(Stored data entries)
* * *

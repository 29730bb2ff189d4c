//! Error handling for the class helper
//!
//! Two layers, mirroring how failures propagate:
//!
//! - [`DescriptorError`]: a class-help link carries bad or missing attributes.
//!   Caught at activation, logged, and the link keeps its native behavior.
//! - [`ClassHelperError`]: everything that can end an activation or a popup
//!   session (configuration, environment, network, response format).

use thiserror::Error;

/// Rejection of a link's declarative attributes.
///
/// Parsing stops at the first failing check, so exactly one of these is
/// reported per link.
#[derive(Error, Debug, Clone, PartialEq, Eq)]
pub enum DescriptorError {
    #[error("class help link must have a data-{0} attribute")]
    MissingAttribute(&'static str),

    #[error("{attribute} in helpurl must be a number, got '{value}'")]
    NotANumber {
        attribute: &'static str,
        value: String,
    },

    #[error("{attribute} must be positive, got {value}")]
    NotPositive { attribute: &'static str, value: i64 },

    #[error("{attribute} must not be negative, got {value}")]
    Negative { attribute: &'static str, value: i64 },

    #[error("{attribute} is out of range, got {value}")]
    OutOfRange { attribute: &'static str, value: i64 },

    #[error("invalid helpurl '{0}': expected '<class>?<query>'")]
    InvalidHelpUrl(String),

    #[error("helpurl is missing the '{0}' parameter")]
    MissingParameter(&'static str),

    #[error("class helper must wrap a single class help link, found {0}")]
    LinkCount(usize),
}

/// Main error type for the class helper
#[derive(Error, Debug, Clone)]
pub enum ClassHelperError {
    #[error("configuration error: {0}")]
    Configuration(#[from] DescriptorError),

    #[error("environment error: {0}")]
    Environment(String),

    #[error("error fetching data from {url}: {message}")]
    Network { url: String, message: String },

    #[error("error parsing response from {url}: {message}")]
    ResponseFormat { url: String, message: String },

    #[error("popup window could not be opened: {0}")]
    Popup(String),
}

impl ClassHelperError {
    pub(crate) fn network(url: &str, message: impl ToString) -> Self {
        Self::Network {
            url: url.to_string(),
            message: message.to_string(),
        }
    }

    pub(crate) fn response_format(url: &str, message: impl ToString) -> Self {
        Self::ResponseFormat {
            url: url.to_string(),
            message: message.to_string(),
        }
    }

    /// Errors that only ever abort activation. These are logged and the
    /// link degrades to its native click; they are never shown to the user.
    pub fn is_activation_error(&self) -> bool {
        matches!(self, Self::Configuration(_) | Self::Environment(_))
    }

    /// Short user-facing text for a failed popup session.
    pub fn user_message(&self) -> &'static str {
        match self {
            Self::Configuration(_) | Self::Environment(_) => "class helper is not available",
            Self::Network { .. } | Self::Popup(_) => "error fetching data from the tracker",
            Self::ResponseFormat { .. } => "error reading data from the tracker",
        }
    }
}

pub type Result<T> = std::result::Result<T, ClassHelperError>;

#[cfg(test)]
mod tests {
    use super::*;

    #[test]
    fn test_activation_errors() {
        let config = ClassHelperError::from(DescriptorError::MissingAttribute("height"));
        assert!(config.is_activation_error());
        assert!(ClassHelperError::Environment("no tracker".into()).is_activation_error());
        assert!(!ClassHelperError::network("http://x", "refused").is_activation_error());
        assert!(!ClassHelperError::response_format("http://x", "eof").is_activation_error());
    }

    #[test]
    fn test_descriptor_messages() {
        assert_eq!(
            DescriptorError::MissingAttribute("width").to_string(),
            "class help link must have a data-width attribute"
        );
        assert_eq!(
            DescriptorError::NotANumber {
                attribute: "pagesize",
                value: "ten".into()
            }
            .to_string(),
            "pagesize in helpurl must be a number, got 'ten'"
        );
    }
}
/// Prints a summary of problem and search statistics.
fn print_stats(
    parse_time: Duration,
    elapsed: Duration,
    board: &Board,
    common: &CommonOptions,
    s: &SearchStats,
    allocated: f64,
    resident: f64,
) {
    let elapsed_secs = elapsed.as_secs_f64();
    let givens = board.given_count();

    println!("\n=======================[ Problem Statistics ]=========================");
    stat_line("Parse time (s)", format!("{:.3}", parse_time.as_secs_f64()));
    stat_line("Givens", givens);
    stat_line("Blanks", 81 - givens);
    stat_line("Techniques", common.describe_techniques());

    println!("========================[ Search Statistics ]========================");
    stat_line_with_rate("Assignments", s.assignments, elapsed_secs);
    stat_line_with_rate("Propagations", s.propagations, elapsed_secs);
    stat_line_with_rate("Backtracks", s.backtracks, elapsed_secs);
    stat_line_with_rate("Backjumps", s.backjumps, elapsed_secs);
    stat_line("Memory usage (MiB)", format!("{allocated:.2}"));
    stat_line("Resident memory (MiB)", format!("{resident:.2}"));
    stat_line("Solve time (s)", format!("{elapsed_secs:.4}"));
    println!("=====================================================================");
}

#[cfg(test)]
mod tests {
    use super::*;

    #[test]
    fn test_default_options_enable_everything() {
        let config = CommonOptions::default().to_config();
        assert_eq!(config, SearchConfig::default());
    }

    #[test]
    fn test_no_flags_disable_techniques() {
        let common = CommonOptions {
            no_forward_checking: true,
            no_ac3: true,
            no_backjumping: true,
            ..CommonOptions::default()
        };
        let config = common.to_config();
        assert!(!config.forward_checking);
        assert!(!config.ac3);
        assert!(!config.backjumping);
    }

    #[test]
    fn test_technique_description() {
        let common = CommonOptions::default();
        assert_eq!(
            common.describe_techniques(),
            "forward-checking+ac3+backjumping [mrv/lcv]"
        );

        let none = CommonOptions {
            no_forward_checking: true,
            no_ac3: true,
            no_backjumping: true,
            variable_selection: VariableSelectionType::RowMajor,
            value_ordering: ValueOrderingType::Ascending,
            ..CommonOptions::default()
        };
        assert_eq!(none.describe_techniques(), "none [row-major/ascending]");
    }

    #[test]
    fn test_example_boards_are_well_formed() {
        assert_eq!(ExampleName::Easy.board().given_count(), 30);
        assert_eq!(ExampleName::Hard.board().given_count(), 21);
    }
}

* * *

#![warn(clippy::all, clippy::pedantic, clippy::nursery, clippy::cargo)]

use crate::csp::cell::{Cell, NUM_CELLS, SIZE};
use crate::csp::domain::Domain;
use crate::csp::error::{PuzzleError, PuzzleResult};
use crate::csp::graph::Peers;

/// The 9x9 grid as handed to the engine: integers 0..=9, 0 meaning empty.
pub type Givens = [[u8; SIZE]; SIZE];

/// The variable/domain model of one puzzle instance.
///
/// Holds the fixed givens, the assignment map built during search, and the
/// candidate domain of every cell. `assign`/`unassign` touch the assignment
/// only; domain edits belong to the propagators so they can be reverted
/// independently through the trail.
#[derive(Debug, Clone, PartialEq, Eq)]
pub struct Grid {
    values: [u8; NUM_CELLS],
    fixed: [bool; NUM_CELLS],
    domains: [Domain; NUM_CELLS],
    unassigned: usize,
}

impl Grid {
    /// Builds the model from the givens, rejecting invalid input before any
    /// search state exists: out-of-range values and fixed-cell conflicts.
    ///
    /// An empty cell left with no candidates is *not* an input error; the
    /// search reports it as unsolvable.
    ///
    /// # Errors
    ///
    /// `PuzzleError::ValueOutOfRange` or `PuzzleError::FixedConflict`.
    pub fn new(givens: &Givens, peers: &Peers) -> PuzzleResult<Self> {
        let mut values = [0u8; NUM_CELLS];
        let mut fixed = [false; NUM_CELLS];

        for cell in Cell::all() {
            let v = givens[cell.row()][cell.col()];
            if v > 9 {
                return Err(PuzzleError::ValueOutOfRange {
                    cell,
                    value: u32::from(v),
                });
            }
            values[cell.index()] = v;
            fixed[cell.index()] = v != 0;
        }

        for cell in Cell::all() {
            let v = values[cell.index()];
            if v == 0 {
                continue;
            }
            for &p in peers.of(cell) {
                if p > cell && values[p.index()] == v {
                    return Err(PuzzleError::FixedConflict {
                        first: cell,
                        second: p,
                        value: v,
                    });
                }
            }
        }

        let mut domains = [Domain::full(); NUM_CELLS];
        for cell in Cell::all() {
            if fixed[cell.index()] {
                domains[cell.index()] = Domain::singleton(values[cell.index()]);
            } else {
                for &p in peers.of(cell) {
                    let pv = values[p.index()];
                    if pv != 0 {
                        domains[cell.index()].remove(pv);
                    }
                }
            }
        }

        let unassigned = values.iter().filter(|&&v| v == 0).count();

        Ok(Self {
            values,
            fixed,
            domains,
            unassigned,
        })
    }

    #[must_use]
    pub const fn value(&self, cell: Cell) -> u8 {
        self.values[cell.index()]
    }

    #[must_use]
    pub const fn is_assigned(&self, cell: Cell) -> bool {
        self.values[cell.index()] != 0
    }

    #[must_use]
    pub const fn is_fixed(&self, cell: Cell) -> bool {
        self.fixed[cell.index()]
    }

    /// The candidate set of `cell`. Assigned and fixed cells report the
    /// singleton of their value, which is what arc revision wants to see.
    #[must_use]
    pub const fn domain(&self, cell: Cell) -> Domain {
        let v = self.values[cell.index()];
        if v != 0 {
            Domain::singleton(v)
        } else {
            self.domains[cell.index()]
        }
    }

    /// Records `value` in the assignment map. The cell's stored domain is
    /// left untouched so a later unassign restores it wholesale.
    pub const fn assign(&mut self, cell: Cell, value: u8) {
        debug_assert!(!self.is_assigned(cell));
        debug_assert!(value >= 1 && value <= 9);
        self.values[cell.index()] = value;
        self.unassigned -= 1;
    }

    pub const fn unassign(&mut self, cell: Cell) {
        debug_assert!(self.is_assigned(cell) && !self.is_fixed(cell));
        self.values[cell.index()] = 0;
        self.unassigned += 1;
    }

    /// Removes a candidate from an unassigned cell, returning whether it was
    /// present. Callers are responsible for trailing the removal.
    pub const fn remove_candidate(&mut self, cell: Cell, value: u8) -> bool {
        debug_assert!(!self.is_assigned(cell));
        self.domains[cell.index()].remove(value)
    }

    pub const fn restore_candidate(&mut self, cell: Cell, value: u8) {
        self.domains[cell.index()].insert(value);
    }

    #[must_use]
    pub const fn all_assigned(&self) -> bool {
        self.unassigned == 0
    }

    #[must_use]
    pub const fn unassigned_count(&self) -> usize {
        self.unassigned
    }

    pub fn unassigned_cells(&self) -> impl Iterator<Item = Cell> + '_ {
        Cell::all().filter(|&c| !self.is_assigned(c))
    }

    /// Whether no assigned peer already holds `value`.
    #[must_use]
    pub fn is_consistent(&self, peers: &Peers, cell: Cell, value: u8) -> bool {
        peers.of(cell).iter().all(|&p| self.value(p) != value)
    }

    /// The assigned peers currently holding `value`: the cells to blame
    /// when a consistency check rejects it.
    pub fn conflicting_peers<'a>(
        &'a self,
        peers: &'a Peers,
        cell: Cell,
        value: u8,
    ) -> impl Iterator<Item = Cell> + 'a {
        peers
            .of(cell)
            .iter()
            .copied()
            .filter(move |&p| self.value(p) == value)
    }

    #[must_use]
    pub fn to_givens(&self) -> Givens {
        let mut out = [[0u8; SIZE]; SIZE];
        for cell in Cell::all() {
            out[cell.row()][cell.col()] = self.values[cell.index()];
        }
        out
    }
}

* * *

*Exercise directions*
Identify the lines in the entries that hold "model" and return each one.

*Your response*
/// The variable/domain model of one puzzle instance.
    /// Builds the model from the givens, rejecting invalid input before any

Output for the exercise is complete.